While it has welcomed the establishment of the Low Pay Commission the Ibec-affiliated Small Firms Association (SFA) has said an increase is not needed at this point. The commission is due to deliver its recommendations on the national minimum wage to the Government during the summer.
Speaking at the weekend, SFA chairman AJ Noonan said: “The National Minimum Wage Act 2000 clearly sets out the factors which should be assessed as part of any review; namely inflation, movement in the earnings of employees, level of unemployment and employment; national competitiveness; and relevant exchange rate movements. On the basis of an assessment of these indicators, there is no rationale for increasing the national minimum wage at present.

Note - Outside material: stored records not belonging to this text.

use shared::error::GraphqlException;
use thiserror::Error;

/// Errors raised at the transport boundary. `Clone` because a failed batch
/// rejects every coalesced operation with the same value.
#[derive(Debug, Clone, Error)]
pub enum TransportError {
    #[error("network error: {0}")]
    Network(String),
    #[error("server returned status {status}: {body}")]
    Status { status: u16, body: String },
    #[error("malformed response: {0}")]
    Malformed(String),
    #[error(transparent)]
    Graphql(#[from] GraphqlException),
    #[error("streaming transport unsupported in this context")]
    StreamingUnsupported,
    #[error("streaming connection closed")]
    ConnectionClosed,
}

impl From<reqwest::Error> for TransportError {
    fn from(err: reqwest::Error) -> Self {
        Self::Network(err.to_string())
    }
}
impl Subscription {
    pub fn id(&self) -> u64 {
        self.id
    }

    pub async fn next(&mut self) -> Option<Result<GraphqlResponse, TransportError>> {
        self.payloads.recv().await
    }
}

impl futures::Stream for Subscription {
    type Item = Result<GraphqlResponse, TransportError>;

    fn poll_next(
        mut self: std::pin::Pin<&mut Self>,
        cx: &mut std::task::Context<'_>,
    ) -> std::task::Poll<Option<Self::Item>> {
        self.payloads.poll_recv(cx)
    }
}

impl Drop for Subscription {
    fn drop(&mut self) {
        let _ = self.commands.send(DriverCommand::Unsubscribe { id: self.id });
    }
}

enum ConnectionEnd {
    /// The socket failed or the server closed it; redial after a delay.
    Lost,
    /// A deliberate cycle; redial immediately.
    Cycled,
    /// Every handle is gone; the driver exits.
    Shutdown,
}

struct Driver {
    ws_url: String,
    auth: Arc<AuthMiddleware>,
    tuning: StreamingTuning,
    subscriptions: Registry,
    commands: mpsc::UnboundedReceiver<DriverCommand>,
    connected: watch::Sender<bool>,
}

impl Driver {
    async fn run(mut self) {
        let mut delay = self.tuning.reconnect_initial_delay;
        loop {
            // Idle until a subscription needs a live connection.
            while self.subscriptions.lock().await.is_empty() {
                match self.commands.recv().await {
                    None => return,
                    Some(DriverCommand::Unsubscribe { id }) => {
                        self.subscriptions.lock().await.remove(&id);
                    }
                    Some(DriverCommand::Subscribe { .. }) | Some(DriverCommand::Cycle) => {}
                }
            }

            // Auth parameters are recomputed for every attempt, so a dial
            // after a credential rotation carries the new value.
            let params = self.auth.connection_params().await;
            let handshake =
                connect_and_handshake(&self.ws_url, params, &self.tuning).await;
            let (mut write, mut read) = match handshake {
                Ok(halves) => halves,
                Err(err) => {
                    warn!(error = %err, delay_ms = delay.as_millis() as u64, "streaming connect failed");
                    tokio::time::sleep(delay).await;
                    delay = (delay * 2).min(self.tuning.reconnect_max_delay);
                    continue;
                }
            };
            delay = self.tuning.reconnect_initial_delay;
            let _ = self.connected.send(true);

            let end = self.drive_connection(&mut write, &mut read).await;
            let _ = self.connected.send(false);
            match end {
                ConnectionEnd::Shutdown => return,
                ConnectionEnd::Cycled => continue,
                ConnectionEnd::Lost => {
                    tokio::time::sleep(delay).await;
                    delay = (delay * 2).min(self.tuning.reconnect_max_delay);
                }
            }
        }
    }

    async fn drive_connection(&mut self, write: &mut WsWrite, read: &mut WsRead) -> ConnectionEnd {
        // Replay every registered subscription on the fresh connection.
        let mut on_wire: HashSet<u64> = HashSet::new();
        let entries: Vec<(u64, GraphqlRequest)> = {
            let subscriptions = self.subscriptions.lock().await;
            subscriptions
                .iter()
                .map(|(id, sub)| (*id, sub.request.clone()))
                .collect()
        };
        for (id, request) in entries {
            let frame = WsClientFrame::Subscribe {
                id: id.to_string(),
                payload: request,
            };
            if send_frame(write, &frame).await.is_err() {
                return ConnectionEnd::Lost;
            }
            on_wire.insert(id);
        }
        info!(subscriptions = on_wire.len(), "streaming connection established");

        loop {
            tokio::select! {
                command = self.commands.recv() => match command {
                    None => {
                        let _ = write.send(Message::Close(None)).await;
                        return ConnectionEnd::Shutdown;
                    }
                    Some(DriverCommand::Subscribe { id }) => {
                        if on_wire.contains(&id) {
                            continue;
                        }
                        let request = {
                            let subscriptions = self.subscriptions.lock().await;
                            subscriptions.get(&id).map(|sub| sub.request.clone())
                        };
                        let Some(request) = request else { continue };
                        let frame = WsClientFrame::Subscribe {
                            id: id.to_string(),
                            payload: request,
                        };
                        if send_frame(write, &frame).await.is_err() {
                            return ConnectionEnd::Lost;
                        }
                        on_wire.insert(id);
                    }
                    Some(DriverCommand::Unsubscribe { id }) => {
                        self.subscriptions.lock().await.remove(&id);
                        if on_wire.remove(&id) {
                            let frame = WsClientFrame::Complete { id: id.to_string() };
                            let _ = send_frame(write, &frame).await;
                        }
                    }
                    Some(DriverCommand::Cycle) => {
                        info!("cycling streaming connection");
                        let _ = write.send(Message::Close(None)).await;
                        return ConnectionEnd::Cycled;
                    }
                },
                frame = read.next() => match frame {
                    None => {
                        warn!("streaming connection ended");
                        return ConnectionEnd::Lost;
                    }
                    Some(Err(err)) => {
                        warn!(error = %err, "streaming read failed");
                        return ConnectionEnd::Lost;
                    }
                    Some(Ok(Message::Text(text))) => {
                        if self.handle_server_frame(&text, write, &mut on_wire).await.is_err() {
                            return ConnectionEnd::Lost;
                        }
                    }
                    Some(Ok(Message::Ping(data))) => {
                        if write.send(Message::Pong(data)).await.is_err() {
                            return ConnectionEnd::Lost;
                        }
                    }
                    Some(Ok(Message::Close(_))) => {
                        return ConnectionEnd::Lost;
                    }
                    Some(Ok(_)) => {}
                },
            }
        }
    }

    async fn handle_server_frame(
        &self,
        text: &str,
        write: &mut WsWrite,
        on_wire: &mut HashSet<u64>,
    ) -> Result<(), TransportError> {
        let frame = match serde_json::from_str::<WsServerFrame>(text) {
            Ok(frame) => frame,
            Err(err) => {
                warn!(error = %err, "discarding unparseable streaming frame");
                return Ok(());
            }
        };
        match frame {
            WsServerFrame::Next { id, payload } => {
                let Ok(id) = id.parse::<u64>() else {
                    warn!(%id, "next frame with an unrecognized subscription id");
                    return Ok(());
                };
                let sender = {
                    let subscriptions = self.subscriptions.lock().await;
                    subscriptions.get(&id).map(|sub| sub.payloads.clone())
                };
                match sender {
                    Some(sender) => {
                        if sender.send(Ok(payload)).await.is_err() {
                            // The consumer went away without unsubscribing.
                            self.subscriptions.lock().await.remove(&id);
                            if on_wire.remove(&id) {
                                let frame = WsClientFrame::Complete { id: id.to_string() };
                                send_frame(write, &frame).await?;
                            }
                        }
                    }
                    None => debug!(id, "payload for an inactive subscription"),
                }
            }
            WsServerFrame::Error { id, payload } => {
                let Ok(id) = id.parse::<u64>() else {
                    return Ok(());
                };
                on_wire.remove(&id);
                if let Some(sub) = self.subscriptions.lock().await.remove(&id) {
                    let failure = TransportError::Graphql(GraphqlException::new(payload));
                    let _ = sub.payloads.send(Err(failure)).await;
                }
            }
            WsServerFrame::Complete { id } => {
                let Ok(id) = id.parse::<u64>() else {
                    return Ok(());
                };
                on_wire.remove(&id);
                self.subscriptions.lock().await.remove(&id);
            }
            WsServerFrame::Ping { payload } => {
                send_frame(write, &WsClientFrame::Pong { payload }).await?;
            }
            WsServerFrame::Pong { .. } | WsServerFrame::ConnectionAck { .. } => {}
        }
        Ok(())
    }
}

“Looking at the profitability of small businesses, it is clear that they will have grave difficulty absorbing labour cost increases without productivity gain. From an examination of the 2012 average gross profits in small businesses, in the sectors with the majority of national minimum wage workers, it is clear that they would not be able to offset national minimum wage increases against profits.”

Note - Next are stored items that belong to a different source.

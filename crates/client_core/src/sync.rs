use std::collections::HashMap;

use shared::domain::{Cursor, MatchupId, Message, MessageId};
use shared::graphql::MessagePage;

/// One element of the render sequence. The run flags mark consecutive
/// same-sender groups so a view can collapse avatars and bubble corners.
#[derive(Debug, Clone, PartialEq)]
pub struct RenderedMessage {
    pub message: Message,
    pub first_of_run: bool,
    pub last_of_run: bool,
}

/// What a consumer renders for one conversation. `Unavailable` is distinct
/// from an empty conversation: the first means the history could not be
/// loaded, the second renders as an empty timeline.
#[derive(Debug, Clone, PartialEq)]
pub enum TimelineState {
    Unavailable { reason: String },
    Ready { messages: Vec<RenderedMessage> },
}

/// Merges the historical page and live pages of one matchup into a single
/// duplicate-free, stably ordered timeline.
///
/// Messages are keyed by id and immutable once observed, so applying the
/// same page twice, or overlapping history and live windows, changes
/// nothing. Successive [`timeline`](Self::timeline) outputs are
/// monotonically non-decreasing: a message, once rendered, never
/// disappears.
pub struct MessageSynchronizer {
    matchup_id: MatchupId,
    by_id: HashMap<MessageId, Message>,
    end_cursor: Option<Cursor>,
    history_loaded: bool,
    unavailable: Option<String>,
}

impl MessageSynchronizer {
    pub fn new(matchup_id: MatchupId) -> Self {
        Self {
            matchup_id,
            by_id: HashMap::new(),
            end_cursor: None,
            history_loaded: false,
            unavailable: None,
        }
    }

    pub fn matchup_id(&self) -> MatchupId {
        self.matchup_id
    }

    /// Merges the historical window and clears any unavailable marker.
    pub fn apply_history(&mut self, page: MessagePage) {
        self.unavailable = None;
        self.history_loaded = true;
        self.absorb(page);
    }

    /// Merges one incremental page from the live stream.
    pub fn apply_live(&mut self, page: MessagePage) {
        self.absorb(page);
    }

    fn absorb(&mut self, page: MessagePage) {
        if page.page_info.end_cursor.is_some() {
            self.end_cursor = page.page_info.end_cursor;
        }
        for node in page.nodes {
            let message = node.into_message(self.matchup_id);
            self.by_id.entry(message.id).or_insert(message);
        }
    }

    /// Marks the conversation unavailable. Ignored once a history window
    /// loaded, so a rendered timeline never regresses to an error state.
    pub fn mark_unavailable(&mut self, reason: impl Into<String>) {
        if !self.history_loaded {
            self.unavailable = Some(reason.into());
        }
    }

    /// Where a live subscription should resume so already-known messages
    /// are not re-sent. Tracks the most recent page that carried a cursor.
    pub fn resume_cursor(&self) -> Option<&Cursor> {
        self.end_cursor.as_ref()
    }

    pub fn len(&self) -> usize {
        self.by_id.len()
    }

    pub fn is_empty(&self) -> bool {
        self.by_id.is_empty()
    }

    /// The current render state: timestamp-ascending with id as the stable
    /// tie-break, annotated with sender-run boundaries.
    pub fn timeline(&self) -> TimelineState {
        if let Some(reason) = &self.unavailable {
            return TimelineState::Unavailable {
                reason: reason.clone(),
            };
        }
        let mut ordered: Vec<&Message> = self.by_id.values().collect();
        ordered.sort_by_key(|message| message.order_key());
        let messages = ordered
            .iter()
            .enumerate()
            .map(|(index, message)| {
                let previous = index.checked_sub(1).and_then(|i| ordered.get(i));
                let next = ordered.get(index + 1);
                RenderedMessage {
                    message: (*message).clone(),
                    first_of_run: previous.map_or(true, |p| p.sender_id != message.sender_id),
                    last_of_run: next.map_or(true, |n| n.sender_id != message.sender_id),
                }
            })
            .collect();
        TimelineState::Ready { messages }
    }
}

#[cfg(test)]
mod tests {
    use chrono::{TimeZone, Utc};
    use shared::domain::ProfileId;
    use shared::graphql::{MessageNode, PageInfo};
    use uuid::Uuid;

    use super::*;

    fn node(id: u128, sender: u128, second: u32, text: &str) -> MessageNode {
        MessageNode {
            id: MessageId(Uuid::from_u128(id)),
            sender_id: ProfileId(Uuid::from_u128(sender)),
            text: text.to_string(),
            timestamp: Utc
                .with_ymd_and_hms(2022, 12, 1, 10, 0, second)
                .single()
                .expect("timestamp"),
        }
    }

    fn page(cursor: Option<&str>, nodes: Vec<MessageNode>) -> MessagePage {
        MessagePage {
            page_info: PageInfo {
                end_cursor: cursor.map(|c| Cursor(c.to_string())),
            },
            nodes,
        }
    }

    fn rendered_texts(state: &TimelineState) -> Vec<String> {
        match state {
            TimelineState::Ready { messages } => messages
                .iter()
                .map(|rendered| rendered.message.text.clone())
                .collect(),
            TimelineState::Unavailable { reason } => panic!("unavailable: {reason}"),
        }
    }

    #[test]
    fn overlapping_history_and_live_windows_render_each_message_once() {
        let mut sync = MessageSynchronizer::new(MatchupId(Uuid::nil()));
        sync.apply_history(page(
            Some("c1"),
            vec![node(1, 10, 1, "hello"), node(2, 11, 2, "hi yourself")],
        ));
        // The live window re-delivers the boundary message plus a new one.
        sync.apply_live(page(
            Some("c2"),
            vec![node(2, 11, 2, "hi yourself"), node(3, 10, 3, "how are you")],
        ));

        assert_eq!(
            rendered_texts(&sync.timeline()),
            vec!["hello", "hi yourself", "how are you"]
        );
        assert_eq!(sync.len(), 3);
    }

    #[test]
    fn reapplying_a_page_changes_nothing() {
        let mut sync = MessageSynchronizer::new(MatchupId(Uuid::nil()));
        let window = page(Some("c1"), vec![node(1, 10, 1, "a"), node(2, 10, 2, "b")]);
        sync.apply_history(window.clone());
        let before = sync.timeline();
        sync.apply_live(window);
        assert_eq!(sync.timeline(), before);
    }

    #[test]
    fn ordering_is_timestamp_ascending_with_id_as_tie_break() {
        let mut sync = MessageSynchronizer::new(MatchupId(Uuid::nil()));
        // Same timestamp; the lower id must render first regardless of
        // arrival order.
        sync.apply_history(page(
            None,
            vec![
                node(9, 10, 5, "tie-high"),
                node(3, 10, 5, "tie-low"),
                node(1, 10, 9, "latest"),
                node(2, 10, 1, "earliest"),
            ],
        ));
        assert_eq!(
            rendered_texts(&sync.timeline()),
            vec!["earliest", "tie-low", "tie-high", "latest"]
        );
    }

    #[test]
    fn rendered_output_is_monotonically_non_decreasing() {
        let mut sync = MessageSynchronizer::new(MatchupId(Uuid::nil()));
        sync.apply_history(page(None, vec![node(1, 10, 1, "a")]));
        let first = match sync.timeline() {
            TimelineState::Ready { messages } => messages,
            _ => panic!("ready"),
        };
        sync.apply_live(page(None, vec![node(2, 10, 2, "b")]));
        let second = match sync.timeline() {
            TimelineState::Ready { messages } => messages,
            _ => panic!("ready"),
        };
        assert!(second.len() >= first.len());
        for rendered in &first {
            assert!(second
                .iter()
                .any(|later| later.message.id == rendered.message.id));
        }
    }

    #[test]
    fn run_flags_mark_consecutive_sender_groups() {
        let mut sync = MessageSynchronizer::new(MatchupId(Uuid::nil()));
        sync.apply_history(page(
            None,
            vec![
                node(1, 10, 1, "a1"),
                node(2, 10, 2, "a2"),
                node(3, 11, 3, "b1"),
                node(4, 10, 4, "a3"),
            ],
        ));
        let TimelineState::Ready { messages } = sync.timeline() else {
            panic!("ready");
        };
        let flags: Vec<(bool, bool)> = messages
            .iter()
            .map(|rendered| (rendered.first_of_run, rendered.last_of_run))
            .collect();
        assert_eq!(
            flags,
            vec![(true, false), (false, true), (true, true), (true, true)]
        );
    }

    #[test]
    fn unavailable_is_distinct_from_empty() {
        let mut missing = MessageSynchronizer::new(MatchupId(Uuid::nil()));
        missing.mark_unavailable("matchup not found");
        assert_eq!(
            missing.timeline(),
            TimelineState::Unavailable {
                reason: "matchup not found".into()
            }
        );

        let mut empty = MessageSynchronizer::new(MatchupId(Uuid::nil()));
        empty.apply_history(page(None, Vec::new()));
        assert_eq!(
            empty.timeline(),
            TimelineState::Ready {
                messages: Vec::new()
            }
        );
    }

    #[test]
    fn a_loaded_timeline_never_regresses_to_unavailable() {
        let mut sync = MessageSynchronizer::new(MatchupId(Uuid::nil()));
        sync.apply_history(page(None, vec![node(1, 10, 1, "a")]));
        sync.mark_unavailable("transient refresh failure");
        assert!(matches!(sync.timeline(), TimelineState::Ready { .. }));
    }

    #[test]
    fn the_resume_cursor_tracks_the_latest_page_that_carried_one() {
        let mut sync = MessageSynchronizer::new(MatchupId(Uuid::nil()));
        assert!(sync.resume_cursor().is_none());

        sync.apply_history(page(Some("c1"), vec![node(1, 10, 1, "a")]));
        assert_eq!(sync.resume_cursor(), Some(&Cursor("c1".into())));

        sync.apply_live(page(Some("c2"), vec![node(2, 10, 2, "b")]));
        assert_eq!(sync.resume_cursor(), Some(&Cursor("c2".into())));

        sync.apply_live(page(None, vec![node(3, 10, 3, "c")]));
        assert_eq!(sync.resume_cursor(), Some(&Cursor("c2".into())));
    }
}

Mr Noonan claimed that a higher minimum wage would have a “disproportionate” impact on small businesses outside Dublin, where the national minimum wage represents a higher proportion of the average wage.
“Given the urban/rural imbalance already being experienced in the recovery, this is of particular importance,” he said.
“Small businesses truly are the engines of our economic recovery. We have a vital role to play, in terms of employment generation, especially in regional towns and villages and rural Ireland.
“Artificially increasing labour costs will not only dampen this recovery, but will ultimately lead to both the prevention of job growth and to job losses.
“It is the SFA’s firm conviction that it is imperative for the competitive position of Ireland that wage levels are decided in a competitive labour market and are not constrained by an artificial legal instrument such as the minimum wage.
“Small businesses are taking tentative steps to recovery and, in many cases, growth. The job of government is to make sure these steps can be taken with confidence and with the necessary supports in place.”
The SFA said that it has made its case for a three-year waiting period for any alteration to the minimum wage “in order to give small businesses, which are just starting on the recovery path, certainty over their labour costs”.
“This would also ensure that job creation efforts are realisable for the low-skilled workers and young people still on the live register, who need an entry point into work and upskilling from where they can develop their skills and increase their wages relatve to their productivity levels,” Mr Noonan said.
The association said that most small businesses would have no choice but to off-set minimum wage increases against reductions in hours or jobs, job growth or capital or skills investment.